Today, some object to the lyrics speaking of Israel from a purely Jewish perspective when 25% of the population is not Jewish. Others do not like the fact that it has no religious foundation and only speaks of being “free” in the land. I would add that the text is inherently dated with words like “our HOPE” and “TO BE a free people” when Israel has long been a reality.

Israeli flag at the Western Wall in the Old City of Jerusalem (photo: First One Through)

Significantly, discussions around “Zionism” have continued in political fora as if the world is still debating the FORMATION of Israel.

  • In November 1975, the United Nations General Assembly passed Res. 3379 which stated “zionism is a form of racism and racial discrimination,” by lumping it into a category of trespasses including “colonialism and neo-colonialism, foreign occupation, apartheid and racial discrimination.” The resolution was rescinded in 1991 through the efforts of the United States.
  • Keith Ellison, Minnesota’s attorney general and one-time member of Congress once said “Zionism, the ideological undergirding of Israel, is a debatable political philosophy,” making the foundation of the Jewish State a questionable endeavor.
  • Linda Sarsour, a member of the anti-Israel Democratic Socialists of America said that “nothing is creepier than Zionism,” invoking the old UN resolution that Zionism is a form of racism.
  • Steve Erlander wrote in The New York Times that “Zionism was never the gentlest of ideologies. The return of the Jewish people to their biblical homeland and the resumption of Jewish sovereignty there have always carried within them the displacement of those already living in the land,” repeating the stale U.N. slander.
  • Israel’s enemies continue to call it a “Zionist entity”, refusing to mention the name of the country, as if to do so recognizes its existence or right to exist.

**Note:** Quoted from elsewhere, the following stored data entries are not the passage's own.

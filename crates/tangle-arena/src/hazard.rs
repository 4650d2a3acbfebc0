//! Aliasing hazard detection.
//!
//! [`HazardTracker`] is a diagnostic layer over the arena. It remembers, per
//! backing store, the range of every live view (held weakly, so dropping a
//! view removes it from consideration) and flags two hazards:
//!
//! - **Cross-view clobber:** a write lands inside another live view's
//!   `[offset, offset + len)` but outside the writer's own logical range.
//!   In practice this is an in-place append running over a sibling's data.
//! - **Promotion:** an append outgrew its capacity and moved to a new store,
//!   silently dropping every alias it had.
//!
//! The tracker flags, never prevents. Operations behave identically with
//! tracking on or off.
//!
//! The registry sits behind a `Mutex` because `slice` registers views
//! through `&SliceArena`. The lock guards diagnostic bookkeeping only and
//! is never held while a store is read or written.

use std::collections::VecDeque;
use std::fmt;
use std::ops::Range;
use std::sync::{Arc, Mutex, MutexGuard, PoisonError, Weak};

use indexmap::IndexMap;
use smallvec::SmallVec;
use tangle_core::{StoreId, ViewId};

use crate::view::ViewDescriptor;

/// Which operation performed a write.
#[derive(Clone, Copy, Debug, PartialEq, Eq)]
pub enum WriteKind {
    /// An indexed `set`.
    Set,
    /// The in-place branch of `append`.
    Append,
}

impl fmt::Display for WriteKind {
    fn fmt(&self, f: &mut fmt::Formatter<'_>) -> fmt::Result {
        match self {
            Self::Set => write!(f, "set"),
            Self::Append => write!(f, "append"),
        }
    }
}

/// A detected aliasing hazard.
#[derive(Clone, Debug, PartialEq, Eq)]
pub enum HazardEvent {
    /// A write overwrote another view's logical elements.
    CrossViewClobber {
        /// Store the write landed in.
        store: StoreId,
        /// View that performed the write.
        writer: ViewId,
        /// View whose elements were overwritten.
        victim: ViewId,
        /// Absolute store indices that were overwritten.
        clobbered: Range<usize>,
        /// Operation that performed the write.
        kind: WriteKind,
    },
    /// An append moved a view to a freshly allocated store.
    Promotion {
        /// View that was appended to.
        view: ViewId,
        /// View returned by the append.
        promoted: ViewId,
        /// Store the view used to share.
        from: StoreId,
        /// Store the returned view owns.
        to: StoreId,
        /// Capacity before the append.
        old_capacity: usize,
        /// Capacity of the new store.
        new_capacity: usize,
        /// In-capacity slots past the old length that were not carried over.
        discarded_tail: usize,
    },
}

impl HazardEvent {
    /// Whether the event concerns the given view (as writer, victim, or
    /// either side of a promotion).
    pub fn involves_view(&self, id: ViewId) -> bool {
        match self {
            Self::CrossViewClobber { writer, victim, .. } => *writer == id || *victim == id,
            Self::Promotion { view, promoted, .. } => *view == id || *promoted == id,
        }
    }

    /// Whether the event concerns the given store.
    pub fn involves_store(&self, id: StoreId) -> bool {
        match self {
            Self::CrossViewClobber { store, .. } => *store == id,
            Self::Promotion { from, to, .. } => *from == id || *to == id,
        }
    }
}

impl fmt::Display for HazardEvent {
    fn fmt(&self, f: &mut fmt::Formatter<'_>) -> fmt::Result {
        match self {
            Self::CrossViewClobber {
                store,
                writer,
                victim,
                clobbered,
                kind,
            } => write!(
                f,
                "{kind} through {writer} clobbered {victim} at [{}..{}) in store {store}",
                clobbered.start, clobbered.end
            ),
            Self::Promotion {
                view,
                promoted,
                from,
                to,
                old_capacity,
                new_capacity,
                discarded_tail,
            } => write!(
                f,
                "append to {view} promoted to {promoted}: store {from} (cap {old_capacity}) -> \
                 store {to} (cap {new_capacity}), {discarded_tail} tail slots dropped"
            ),
        }
    }
}

/// A live view range registered against a store.
#[derive(Debug)]
struct TrackedView {
    id: ViewId,
    range: Range<usize>,
    alive: Weak<ViewDescriptor>,
}

#[derive(Debug, Default)]
struct TrackerState {
    /// Store -> live views over it, in registration order.
    views: IndexMap<StoreId, SmallVec<[TrackedView; 4]>>,
    /// Retained events, oldest first.
    events: VecDeque<HazardEvent>,
    /// Events evicted because the budget was exhausted.
    evicted: u64,
}

/// Per-arena registry of live view ranges and the hazard log.
#[derive(Debug)]
pub struct HazardTracker {
    state: Mutex<TrackerState>,
    max_events: usize,
}

impl HazardTracker {
    /// Create a tracker retaining at most `max_events` events.
    pub fn new(max_events: usize) -> Self {
        Self {
            state: Mutex::new(TrackerState::default()),
            max_events,
        }
    }

    /// Start tracking a view's logical range.
    ///
    /// Entries for views dropped since the last registration on the same
    /// store are pruned first, so the registry stays proportional to the
    /// number of live views.
    pub fn register(&self, view: &Arc<ViewDescriptor>) {
        let mut state = self.lock();
        let views = state.views.entry(view.store()).or_default();
        views.retain(|tracked| tracked.alive.strong_count() > 0);
        views.push(TrackedView {
            id: view.id(),
            range: view.range(),
            alive: Arc::downgrade(view),
        });
    }

    /// Check a write of absolute indices `written` through `writer` and
    /// record a clobber event for every other live view it lands in.
    ///
    /// Returns the number of events recorded.
    pub fn check_write(
        &self,
        writer: &ViewDescriptor,
        written: Range<usize>,
        kind: WriteKind,
    ) -> usize {
        let foreign = outside(written, writer.range());
        if foreign.is_empty() {
            return 0;
        }

        let mut state = self.lock();
        let store = writer.store();
        let mut found: SmallVec<[HazardEvent; 2]> = SmallVec::new();
        if let Some(views) = state.views.get_mut(&store) {
            views.retain(|tracked| tracked.alive.strong_count() > 0);
            for tracked in views.iter().filter(|tracked| tracked.id != writer.id()) {
                for part in &foreign {
                    let clobbered = intersect(part.clone(), tracked.range.clone());
                    if !clobbered.is_empty() {
                        found.push(HazardEvent::CrossViewClobber {
                            store,
                            writer: writer.id(),
                            victim: tracked.id,
                            clobbered,
                            kind,
                        });
                    }
                }
            }
        }

        let count = found.len();
        for event in found {
            tracing::warn!(%event, "aliasing hazard");
            self.push(&mut state, event);
        }
        count
    }

    /// Record that `view` was promoted to `promoted`.
    pub fn record_promotion(&self, view: &ViewDescriptor, promoted: &ViewDescriptor) {
        let event = HazardEvent::Promotion {
            view: view.id(),
            promoted: promoted.id(),
            from: view.store(),
            to: promoted.store(),
            old_capacity: view.capacity(),
            new_capacity: promoted.capacity(),
            discarded_tail: view.capacity() - view.len(),
        };
        tracing::debug!(%event, "view promoted");
        let mut state = self.lock();
        self.push(&mut state, event);
    }

    /// Drop bookkeeping for stores that have been reclaimed.
    pub fn forget_stores(&self, stores: &[StoreId]) {
        let mut state = self.lock();
        for store in stores {
            state.views.shift_remove(store);
        }
    }

    /// Snapshot of retained events matching `filter`, oldest first.
    pub fn events_matching<F>(&self, filter: F) -> Vec<HazardEvent>
    where
        F: Fn(&HazardEvent) -> bool,
    {
        self.lock()
            .events
            .iter()
            .filter(|event| filter(event))
            .cloned()
            .collect()
    }

    /// Number of retained events.
    pub fn event_count(&self) -> usize {
        self.lock().events.len()
    }

    /// Number of events evicted to stay within budget.
    pub fn evicted_count(&self) -> u64 {
        self.lock().evicted
    }

    /// Number of live views registered against `store`.
    pub fn live_views(&self, store: StoreId) -> usize {
        self.lock().views.get(&store).map_or(0, |views| {
            views
                .iter()
                .filter(|tracked| tracked.alive.strong_count() > 0)
                .count()
        })
    }

    /// Number of registry entries held for `store`, including dropped views
    /// not yet pruned.
    pub fn registered_entries(&self, store: StoreId) -> usize {
        self.lock().views.get(&store).map_or(0, SmallVec::len)
    }

    fn push(&self, state: &mut TrackerState, event: HazardEvent) {
        while state.events.len() >= self.max_events.max(1) {
            state.events.pop_front();
            state.evicted += 1;
        }
        state.events.push_back(event);
    }

    fn lock(&self) -> MutexGuard<'_, TrackerState> {
        self.state.lock().unwrap_or_else(PoisonError::into_inner)
    }
}

/// Parts of `written` that fall outside `own`.
fn outside(written: Range<usize>, own: Range<usize>) -> SmallVec<[Range<usize>; 2]> {
    let mut parts = SmallVec::new();
    let before = written.start..written.end.min(own.start);
    if !before.is_empty() {
        parts.push(before);
    }
    let after = written.start.max(own.end)..written.end;
    if !after.is_empty() {
        parts.push(after);
    }
    parts
}

fn intersect(a: Range<usize>, b: Range<usize>) -> Range<usize> {
    a.start.max(b.start)..a.end.min(b.end)
}

#[cfg(test)]
mod tests {
    use super::*;
    use crate::lease::StoreLease;
    use tangle_core::ArenaId;

    fn view(lease: &Arc<StoreLease>, offset: usize, len: usize, cap: usize) -> Arc<ViewDescriptor> {
        Arc::new(ViewDescriptor::new(Arc::clone(lease), offset, len, cap))
    }

    fn lease() -> Arc<StoreLease> {
        Arc::new(StoreLease::new(ArenaId::next(), StoreId::new(0, 0)))
    }

    #[test]
    fn outside_splits_around_own_range() {
        assert!(outside(2..4, 0..5).is_empty());
        assert_eq!(outside(3..5, 0..3).as_slice(), &[3..5]);
        assert_eq!(outside(0..6, 2..4).as_slice(), &[0..2, 4..6]);
    }

    #[test]
    fn write_inside_own_range_is_not_a_clobber() {
        let tracker = HazardTracker::new(16);
        let lease = lease();
        let whole = view(&lease, 0, 5, 5);
        let part = view(&lease, 0, 3, 5);
        tracker.register(&whole);
        tracker.register(&part);
        assert_eq!(tracker.check_write(&part, 1..2, WriteKind::Set), 0);
    }

    #[test]
    fn append_past_length_clobbers_sibling() {
        let tracker = HazardTracker::new(16);
        let lease = lease();
        let whole = view(&lease, 0, 5, 5);
        let part = view(&lease, 0, 3, 5);
        tracker.register(&whole);
        tracker.register(&part);

        assert_eq!(tracker.check_write(&part, 3..5, WriteKind::Append), 1);
        let events = tracker.events_matching(|_| true);
        assert_eq!(
            events[0],
            HazardEvent::CrossViewClobber {
                store: StoreId::new(0, 0),
                writer: part.id(),
                victim: whole.id(),
                clobbered: 3..5,
                kind: WriteKind::Append,
            }
        );
    }

    #[test]
    fn dropped_views_are_not_victims() {
        let tracker = HazardTracker::new(16);
        let lease = lease();
        let part = view(&lease, 0, 3, 5);
        tracker.register(&part);
        {
            let whole = view(&lease, 0, 5, 5);
            tracker.register(&whole);
        }
        assert_eq!(tracker.check_write(&part, 3..5, WriteKind::Append), 0);
        assert_eq!(tracker.live_views(StoreId::new(0, 0)), 1);
    }

    #[test]
    fn registry_prunes_dropped_views_on_register() {
        let tracker = HazardTracker::new(4);
        let lease = lease();
        let whole = view(&lease, 0, 5, 5);
        tracker.register(&whole);
        for _ in 0..1_000 {
            let part = view(&lease, 0, 3, 5);
            tracker.register(&part);
        }
        let store = StoreId::new(0, 0);
        assert_eq!(tracker.live_views(store), 1);
        // The last slice is dropped but not yet pruned.
        assert_eq!(tracker.registered_entries(store), 2);
    }

    #[test]
    fn event_budget_evicts_oldest() {
        let tracker = HazardTracker::new(2);
        let lease = lease();
        let a = view(&lease, 0, 1, 4);
        let b = view(&lease, 0, 2, 2);
        for _ in 0..3 {
            tracker.record_promotion(&a, &b);
        }
        assert_eq!(tracker.event_count(), 2);
        assert_eq!(tracker.evicted_count(), 1);
    }

    #[test]
    fn promotion_event_counts_discarded_tail() {
        let tracker = HazardTracker::new(4);
        let old = view(&lease(), 0, 2, 5);
        let new = view(&lease(), 0, 6, 10);
        tracker.record_promotion(&old, &new);
        let events = tracker.events_matching(|e| e.involves_view(old.id()));
        assert!(matches!(
            events[0],
            HazardEvent::Promotion {
                discarded_tail: 3,
                old_capacity: 5,
                new_capacity: 10,
                ..
            }
        ));
    }

    #[test]
    fn forget_stores_clears_registry() {
        let tracker = HazardTracker::new(4);
        let lease = lease();
        let v = view(&lease, 0, 1, 1);
        tracker.register(&v);
        tracker.forget_stores(&[StoreId::new(0, 0)]);
        assert_eq!(tracker.live_views(StoreId::new(0, 0)), 0);
    }
}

The continued use of the word “Zionism” today by anti-Israel agitators is not a theoretical review of Jewish aspirations to return to their homeland in the 19th century and early 20th century, but a concerted effort to demonize and/or destroy Israel today.

For starters, by attempting to define Zionism as a form of racism, people mark Israel as a racist and apartheid state regardless of its actions. While it is the most liberal country in the entire Middle East, if Israel’s underpinning ideology was built on “colonialism” and “racial discrimination,” then its existence is a continuation of the racist ideology, permeated by original sin.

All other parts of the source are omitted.